Physicians’ use of digital content for discussion, research, and collaboration continues to grow: nine out of ten physicians believe their time spent on digital for professional purposes will grow in the next year.1 Today, physicians globally spend at least 1.5 hours online per day conducting research, with at least half of that on social media. We found that 72 percent of doctors believe that social media channels improve the quality of patient care and more than 30 percent use them for professional purposes, often preferring open forums to physician-only online communities. For example, in the neurological disease space, physicians who used SERMO—a social network for physicians to collaborate and share ideas—were 53 percent happier with the job they do.

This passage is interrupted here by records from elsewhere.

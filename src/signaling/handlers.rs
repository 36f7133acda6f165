//! Signaling handlers
//!
//! Four shapes of work: registration binds a peer id to the sender's
//! connection, unregistration releases it, and the three relay handlers
//! (SDP, ICE candidate, data channel) decode just enough of the payload
//! to read the target id, then forward the sender's raw frame through
//! the hub. Forwarding is verbatim: the recipient sees the original
//! envelope bytes, never a re-encoding.

use std::sync::Arc;
use std::time::Duration;

use async_trait::async_trait;
use tokio::time;
use tracing::{debug, warn};
use uuid::Uuid;

use super::client::PeerClient;
use crate::connection::RequestContext;
use crate::error::Result;
use crate::hub::Hub;
use crate::protocol::{
    DataChannelMessage, Envelope, IceCandidateMessage, MessageHandler, MessageType,
    RegisterRequest, RegisterResponse, SdpMessage, UnregisterRequest, UnregisterResponse,
};

/// How long registration waits for the hub worker's verdict
const REGISTER_ACK_TIMEOUT: Duration = Duration::from_secs(5);

/// Handles `register_request`
pub struct RegisterHandler {
    hub: Arc<Hub>,
}

impl RegisterHandler {
    /// Create a register handler bound to the hub
    pub fn new(hub: Arc<Hub>) -> Self {
        Self { hub }
    }

    fn respond(client_id: String, success: bool) -> Result<Option<Envelope>> {
        let response = Envelope::new(
            MessageType::RegisterResponse,
            &RegisterResponse { client_id, success },
        )?;
        Ok(Some(response))
    }
}

#[async_trait]
impl MessageHandler for RegisterHandler {
    async fn handle(&self, ctx: &RequestContext, envelope: &Envelope) -> Result<Option<Envelope>> {
        let request: RegisterRequest = envelope.decode_payload()?;
        let connection = ctx.connection();

        if let Some(existing) = connection.peer_id() {
            warn!(
                connection_id = %ctx.connection_id(),
                client_id = %existing,
                "connection is already registered"
            );
            return Self::respond(existing, false);
        }

        let client_id = request
            .client_id
            .filter(|id| !id.is_empty())
            .unwrap_or_else(|| Uuid::new_v4().to_string());

        // Fast-path rejection for ids already visible in the registry.
        if self.hub.get_client(&client_id).is_some() {
            warn!(client_id = %client_id, "proposed id already registered, rejecting");
            return Self::respond(client_id, false);
        }

        let client = Arc::new(PeerClient::new(client_id.clone(), Arc::clone(connection)));
        let ack = match self.hub.register(client) {
            Ok(ack) => ack,
            Err(error) => {
                warn!(client_id = %client_id, error = %error, "hub rejected registration");
                return Self::respond(client_id, false);
            }
        };

        // Only the worker knows whether a racing registration took the
        // id between the pre-check and the queue drain; succeed only on
        // its verdict.
        let accepted = match time::timeout(REGISTER_ACK_TIMEOUT, ack).await {
            Ok(Ok(accepted)) => accepted,
            Ok(Err(_)) => {
                warn!(client_id = %client_id, "hub dropped the registration request");
                false
            }
            Err(_) => {
                warn!(client_id = %client_id, "timed out waiting for registration verdict");
                false
            }
        };

        if !accepted {
            warn!(client_id = %client_id, "registration lost to an existing client");
            return Self::respond(client_id, false);
        }

        connection.set_peer_id(client_id.clone());
        debug!(
            connection_id = %ctx.connection_id(),
            client_id = %client_id,
            "registration accepted"
        );

        Self::respond(client_id, true)
    }

    fn can_handle(&self, message_type: MessageType) -> bool {
        message_type == MessageType::RegisterRequest
    }
}

/// Handles `unregister_request`
pub struct UnregisterHandler {
    hub: Arc<Hub>,
}

impl UnregisterHandler {
    /// Create an unregister handler bound to the hub
    pub fn new(hub: Arc<Hub>) -> Self {
        Self { hub }
    }

    fn respond(client_id: String, success: bool) -> Result<Option<Envelope>> {
        let response = Envelope::new(
            MessageType::UnregisterResponse,
            &UnregisterResponse { client_id, success },
        )?;
        Ok(Some(response))
    }
}

#[async_trait]
impl MessageHandler for UnregisterHandler {
    async fn handle(&self, ctx: &RequestContext, envelope: &Envelope) -> Result<Option<Envelope>> {
        let request: UnregisterRequest = envelope.decode_payload()?;
        let connection = ctx.connection();

        let Some(registered) = connection.peer_id() else {
            warn!(
                connection_id = %ctx.connection_id(),
                "unregister from an unregistered connection"
            );
            return Self::respond(request.client_id.unwrap_or_default(), false);
        };

        // A peer may only release its own registration.
        if let Some(requested) = &request.client_id {
            if *requested != registered {
                warn!(
                    connection_id = %ctx.connection_id(),
                    requested = %requested,
                    registered = %registered,
                    "refusing to unregister another peer"
                );
                return Self::respond(requested.clone(), false);
            }
        }

        if let Err(error) = self.hub.unregister(registered.clone()) {
            warn!(client_id = %registered, error = %error, "hub rejected unregistration");
            return Self::respond(registered, false);
        }

        connection.clear_peer_id();
        debug!(
            connection_id = %ctx.connection_id(),
            client_id = %registered,
            "unregistration accepted"
        );

        Self::respond(registered, true)
    }

    fn can_handle(&self, message_type: MessageType) -> bool {
        message_type == MessageType::UnregisterRequest
    }
}

/// Handles `sdp`: forwards session descriptions to the addressed peer
pub struct SdpHandler {
    hub: Arc<Hub>,
}

impl SdpHandler {
    /// Create an SDP relay handler bound to the hub
    pub fn new(hub: Arc<Hub>) -> Self {
        Self { hub }
    }
}

#[async_trait]
impl MessageHandler for SdpHandler {
    async fn handle(&self, ctx: &RequestContext, envelope: &Envelope) -> Result<Option<Envelope>> {
        let message: SdpMessage = envelope.decode_payload()?;

        self.hub.send_to(&message.to_id, ctx.frame().clone())?;

        debug!(
            from_id = %message.from_id,
            to_id = %message.to_id,
            "sdp forwarded"
        );

        Ok(None)
    }

    fn can_handle(&self, message_type: MessageType) -> bool {
        message_type == MessageType::Sdp
    }
}

/// Handles `candidate`: forwards ICE candidates to the addressed peer
pub struct IceCandidateHandler {
    hub: Arc<Hub>,
}

impl IceCandidateHandler {
    /// Create an ICE candidate relay handler bound to the hub
    pub fn new(hub: Arc<Hub>) -> Self {
        Self { hub }
    }
}

#[async_trait]
impl MessageHandler for IceCandidateHandler {
    async fn handle(&self, ctx: &RequestContext, envelope: &Envelope) -> Result<Option<Envelope>> {
        let message: IceCandidateMessage = envelope.decode_payload()?;

        self.hub.send_to(&message.to_id, ctx.frame().clone())?;

        debug!(
            from_id = %message.from_id,
            to_id = %message.to_id,
            "ice candidate forwarded"
        );

        Ok(None)
    }

    fn can_handle(&self, message_type: MessageType) -> bool {
        message_type == MessageType::Candidate
    }
}

/// Handles `data_channel`: forwards data-channel payloads to the addressed peer
pub struct DataChannelHandler {
    hub: Arc<Hub>,
}

impl DataChannelHandler {
    /// Create a data-channel relay handler bound to the hub
    pub fn new(hub: Arc<Hub>) -> Self {
        Self { hub }
    }
}

#[async_trait]
impl MessageHandler for DataChannelHandler {
    async fn handle(&self, ctx: &RequestContext, envelope: &Envelope) -> Result<Option<Envelope>> {
        let message: DataChannelMessage = envelope.decode_payload()?;

        self.hub.send_to(&message.to_id, ctx.frame().clone())?;

        debug!(
            from_id = %message.from_id,
            to_id = %message.to_id,
            label = %message.label,
            size = message.payload.len(),
            "data channel message forwarded"
        );

        Ok(None)
    }

    fn can_handle(&self, message_type: MessageType) -> bool {
        message_type == MessageType::DataChannel
    }
}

Meanwhile, 38 percent of physicians who do not currently use social media believe they will use it for professional purposes in the next two years. Doctors’ reasons for using various channels are even more fascinating. Today, physicians seek digital journals and publications to understand disease mechanisms and learn about new therapies; however, 61 percent of those using social media consider it an equally or more effective way to obtain answers to specific case-related questions or concerns.

Patients have long gravitated to digital with 90 million patients discussing health topics online. In the United States, 80 percent of patients carry out online research prior to a consultation, and four out of five patients would share their data to receive better care.2 Interestingly, however, despite the emergence of digital for both patients and physicians, physicians do not always understand the role and importance that digital resources play for their patients (Exhibit 1).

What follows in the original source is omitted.